Desta feita, foi a vez de Maria José Fernandes, uma antiga procuradora-geral adjunta que, num texto publicado no site da CNN Portugal, intitulado ‘O linchamento – não conseguido – de Miguel Sousa Tavares’, parte em defesa do antigo marido de Teresa Caeiro, criticando duramente Esteves Pereira e a divulgação que o mesmo fez de “uma alegada conversa privada com Teresa Caeiro, (…) com a justificação, tortuosa, de tratar-se da defesa da sua memória e do respeito que lhe é devido”. E prossegue a procuradora jubilada: “Respeito seria, primeiro que tudo, não acrescentar dor à família; respeito seria manter uma conversa privada no seu lugar original!”.
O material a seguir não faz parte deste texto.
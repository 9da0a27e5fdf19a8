//! Provider catalog handler.

use axum::Json;
use serde::Serialize;
use sifter::provider::{DEFAULT_FALLBACK_ORDER, DEFAULT_PRIMARY};
use sifter::ProviderRegistry;

/// One provider as shown in the UI.
#[derive(Serialize)]
pub struct ProviderInfo {
    pub id: &'static str,
    pub label: &'static str,
    pub timeout_secs: u64,
    pub container: &'static str,
}

#[derive(Serialize)]
pub struct ProvidersResponse {
    pub providers: Vec<ProviderInfo>,
    pub default_primary: &'static str,
    pub default_order: Vec<&'static str>,
}

/// List the built-in providers and the stock fallback order.
pub async fn list_providers() -> Json<ProvidersResponse> {
    let providers = ProviderRegistry::builtin()
        .iter()
        .map(|spec| ProviderInfo {
            id: spec.id,
            label: spec.label,
            timeout_secs: spec.timeout.as_secs(),
            container: spec.rule.container,
        })
        .collect();

    Json(ProvidersResponse {
        providers,
        default_primary: DEFAULT_PRIMARY,
        default_order: DEFAULT_FALLBACK_ORDER.to_vec(),
    })
}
Poucas horas depois da publicação desse texto, Armando Esteves Pereira não se ficou, e através de um post no seu mural de Facebook, veio responder, classificando o artigo da procuradora, a quem se refere como “presumivelmente embeiçada por um suspeito de violência doméstica”, como “leviano e precipitado”.

Recorde-se que na última segunda-feira, em declarações exclusivas ao 24Horas, Miguel Sousa Tavares garantiu ir levar o caso para tribunal: “Vou fazer o que tenho que fazer, não só para defender a minha honra, mas também a memória da Teresa”, afirmou.